* _What needs to be done_:
Only lines with the string "force" matter here; gather them from the material below.

* _Data extracts_:
"""

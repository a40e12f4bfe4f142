use std::path::PathBuf;

use anyhow::Result;
use clap::{Args, Parser, Subcommand};
use lyric_vault_api::VaultConfig;
use lyric_vault_core::{ArtefactId, NewArtefact, SecretKey, VaultError};
use serde_json::Value;
use tracing_subscriber::{fmt, EnvFilter};

const CLI_CONTRACT_VERSION: &str = "cli.v1";

#[derive(Debug, Parser)]
#[command(name = "lv")]
#[command(about = "Lyric Vault CLI")]
#[command(version)]
struct Cli {
    /// Directory holding the store, key file and thumbnails
    #[arg(long, global = true, env = "LYRIC_VAULT_DATA_DIR", default_value = "./data")]
    data_dir: PathBuf,

    /// Store file (defaults to <data-dir>/lyrics.jsonl)
    #[arg(long, global = true, env = "LYRIC_VAULT_STORE")]
    store: Option<PathBuf>,

    /// Hex key file (defaults to <data-dir>/secret.key)
    #[arg(long, global = true, env = "LYRIC_VAULT_KEY_FILE")]
    key_file: Option<PathBuf>,

    /// Thumbnail directory (defaults to <data-dir>/thumbnails)
    #[arg(long, global = true, env = "LYRIC_VAULT_THUMBNAIL_ROOT")]
    thumbnail_root: Option<PathBuf>,

    /// Log operations at info level on stderr
    #[arg(short, long, global = true)]
    verbose: bool,

    #[command(subcommand)]
    command: Command,
}

#[derive(Debug, Subcommand)]
enum Command {
    /// Store a new encrypted artefact
    Create(CreateArgs),
    /// Decrypt and list every artefact
    Read(CallerArgs),
    /// Replace title and content of an artefact
    Update(UpdateArgs),
    /// Remove an artefact
    Delete(DeleteArgs),
    /// Store a new artefact together with a thumbnail of an image
    CreateWithThumbnail(CreateWithThumbnailArgs),
    /// Check every checksum and decryption without failing fast
    Verify(CallerArgs),
    /// Write a fresh random key file
    Keygen(KeygenArgs),
}

#[derive(Debug, Args)]
struct CallerArgs {
    #[arg(long)]
    user: String,
    #[arg(long)]
    role: String,
}

#[derive(Debug, Args)]
struct CreateArgs {
    #[arg(long)]
    title: String,
    #[arg(long)]
    content: String,
    #[command(flatten)]
    caller: CallerArgs,
}

#[derive(Debug, Args)]
struct UpdateArgs {
    #[arg(long)]
    id: ArtefactId,
    #[arg(long)]
    title: String,
    #[arg(long)]
    content: String,
    #[command(flatten)]
    caller: CallerArgs,
}

#[derive(Debug, Args)]
struct DeleteArgs {
    #[arg(long)]
    id: ArtefactId,
    #[command(flatten)]
    caller: CallerArgs,
}

#[derive(Debug, Args)]
struct CreateWithThumbnailArgs {
    #[arg(long)]
    title: String,
    #[arg(long)]
    content: String,
    #[arg(long)]
    image: PathBuf,
    #[arg(long)]
    category: String,
    #[command(flatten)]
    caller: CallerArgs,
}

#[derive(Debug, Args)]
struct KeygenArgs {
    /// Replace an existing key file; artefacts sealed with the old key become unreadable
    #[arg(long, default_value_t = false)]
    force: bool,
}

impl Cli {
    fn config(&self) -> VaultConfig {
        let defaults = VaultConfig::from_data_dir(&self.data_dir);
        VaultConfig {
            store_path: self.store.clone().unwrap_or(defaults.store_path),
            key_file: self.key_file.clone().unwrap_or(defaults.key_file),
            thumbnail_root: self.thumbnail_root.clone().unwrap_or(defaults.thumbnail_root),
        }
    }
}

fn with_contract_version(value: Value) -> Value {
    match value {
        Value::Object(mut object) => {
            object.insert(
                "contract_version".to_string(),
                Value::String(CLI_CONTRACT_VERSION.to_string()),
            );
            Value::Object(object)
        }
        other => serde_json::json!({
            "contract_version": CLI_CONTRACT_VERSION,
            "payload": other
        }),
    }
}

fn emit_json(value: Value) -> Result<()> {
    println!("{}", serde_json::to_string_pretty(&with_contract_version(value))?);
    Ok(())
}

fn init_tracing(verbose: bool) {
    let default_directive = if verbose { "lyric_vault=info" } else { "lyric_vault=warn" };
    let filter = EnvFilter::try_from_default_env()
        .unwrap_or_else(|_| EnvFilter::new(default_directive));

    fmt().with_env_filter(filter).with_target(false).with_writer(std::io::stderr).init();
}

fn main() -> Result<()> {
    let cli = Cli::parse();
    init_tracing(cli.verbose);

    match run(&cli) {
        Ok(()) => Ok(()),
        Err(err) => match err.downcast_ref::<VaultError>() {
            Some(vault_err) => {
                emit_json(serde_json::json!({
                    "error": {
                        "code": vault_err.code(),
                        "message": vault_err.to_string()
                    }
                }))?;
                std::process::exit(1);
            }
            None => Err(err),
        },
    }
}

fn run(cli: &Cli) -> Result<()> {
    let config = cli.config();
    match &cli.command {
        Command::Create(args) => run_create(&config, args),
        Command::Read(args) => run_read(&config, args),
        Command::Update(args) => run_update(&config, args),
        Command::Delete(args) => run_delete(&config, args),
        Command::CreateWithThumbnail(args) => run_create_with_thumbnail(&config, args),
        Command::Verify(args) => run_verify(&config, args),
        Command::Keygen(args) => run_keygen(&config, args),
    }
}

fn run_create(config: &VaultConfig, args: &CreateArgs) -> Result<()> {
    let mut service = config.open_service()?;
    let id = service.create(
        &NewArtefact::new(&args.title, &args.content),
        &args.caller.user,
        &args.caller.role,
    )?;
    emit_json(serde_json::json!({ "id": id }))
}

fn run_read(config: &VaultConfig, args: &CallerArgs) -> Result<()> {
    let service = config.open_service()?;
    let artefacts = service.read(&args.user, &args.role)?;
    emit_json(serde_json::json!({
        "count": artefacts.len(),
        "artefacts": artefacts
    }))
}

fn run_update(config: &VaultConfig, args: &UpdateArgs) -> Result<()> {
    let mut service = config.open_service()?;
    let record = service.update(
        args.id,
        &NewArtefact::new(&args.title, &args.content),
        &args.caller.user,
        &args.caller.role,
    )?;
    let mut value = serde_json::to_value(&record)?;
    if let Value::Object(object) = &mut value {
        // The sealed token is of no use to a caller.
        object.remove("content");
    }
    emit_json(value)
}

fn run_delete(config: &VaultConfig, args: &DeleteArgs) -> Result<()> {
    let mut service = config.open_service()?;
    service.delete(args.id, &args.caller.user, &args.caller.role)?;
    emit_json(serde_json::json!({ "deleted": args.id }))
}

fn run_create_with_thumbnail(config: &VaultConfig, args: &CreateWithThumbnailArgs) -> Result<()> {
    let mut service = config.open_service()?;
    let sink = config.thumbnail_sink();
    let created = service.create_with_thumbnail(
        &sink,
        &NewArtefact::new(&args.title, &args.content),
        &args.image,
        &args.category,
        &args.caller.user,
        &args.caller.role,
    )?;
    emit_json(serde_json::json!({
        "id": created.id,
        "thumbnail": created.thumbnail
    }))
}

fn run_verify(config: &VaultConfig, args: &CallerArgs) -> Result<()> {
    let service = config.open_service()?;
    let report = service.verify(&args.user, &args.role)?;
    emit_json(serde_json::json!({
        "clean": report.is_clean(),
        "checked": report.checked,
        "checksum_mismatches": report.checksum_mismatches,
        "undecryptable": report.undecryptable
    }))
}

fn run_keygen(config: &VaultConfig, args: &KeygenArgs) -> Result<()> {
    SecretKey::generate().write_to(&config.key_file, args.force)?;
    tracing::info!(key_file = %config.key_file.display(), "key file written");
    emit_json(serde_json::json!({
        "key_file": config.key_file,
        "status": "created"
    }))
}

"""

* _Written solution_:
    force: bool,
    SecretKey::generate().write_to(&config.key_file, args.force)?;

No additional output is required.